Zoning and Master Plan questions about the Children's Hospital Development (2010)
In a WWLTV interview January 19, 2010, Children’s Hospital Vice President of Marketing Brian Landry is quoted as saying “What we're talking about is land that's adjacent to this campus that's always been zoned for medical services. The initial master plan was always to develop that site.”

This mysterious Master Plan to which Mr Landry refers is certainly not the Master Plan developed by the Audubon Institute under public pressure between 2000 and 2004, shown on this site's home page, and not the new city Master Plan that has been in development with extensive public input since 2005, shown here. The land use and zoning map pictured here, dated January 6, 2010, is the Master Plan and Zoning map that the New Orleans City Planning Commission approved on Jan 26, 2010, after almost 2 years of work and a $2 million investment. On this map, it shows the land correctly zoned as park, appropriate both to its historical use and its ownership by the city's Audubon Park Commission since 1949.

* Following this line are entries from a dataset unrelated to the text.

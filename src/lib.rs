//! Multi-format linker core library.
//!
//! This library provides the core components for the `xld` linker.
//! It is organized into several modules:
//! - `mem`: the link-lifetime arena, string saver, and reset registry.
//! - `atom`: the four atom kinds and their slabs.
//! - `file`: the parse-once input file interface.
//! - `input`: input mapping, archive expansion, and object scanning.
//! - `resolve`: name-level symbol accounting.
//! - `map`: the link map output artifact.
//! - `link`: the pipeline shared by the backends.
//! - `elf`, `coff`, `mach_o`, `wasm`, `mingw`: the per-format entry points.
//! - `driver`: flavor selection and dispatch.
//! - `config`: CLI configuration.

pub mod atom;
pub mod coff;
pub mod config;
pub mod driver;
pub mod elf;
pub mod error;
pub mod file;
pub mod input;
pub mod link;
pub mod mach_o;
pub mod map;
pub mod mem;
pub mod mingw;
pub mod resolve;
pub mod utils;
pub mod wasm;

While the land is zoned 'medical service' on the existing zoning maps (which date from the '70's), it has never been used for anything but park since the Mengel lumber yard that used to occupy that site was liquidated in the 1930's, and the land was purchased for the park in 1949, before there was any children's hospital at all. The 'medical service' zoning in the 1970's may have been in error, or it may simply have been due to the presence of the old US Naval Hospital (that eventually became NOAH after the US government gave the property to the state of LA in 1981), and the Crippled Children's Hospital, which opened in 1955 and became Children's Hospital in 1976.

At the January 20, 2010 public meeting, many residents were surprised at the lack of substantive details about the proposed expansion plans offered by either the Children's Hospital representatives or the Audubon Commission representatives who were present. The cynical among us might suggest that it was only when someone belatedly realized that the park property in question was on the verge of being rezoned from "medical services" to "park and open space", that they basically threw together this clearly-not-well-developed proposal in an attempt to beat the implementation timeframe of the city's new Master Plan.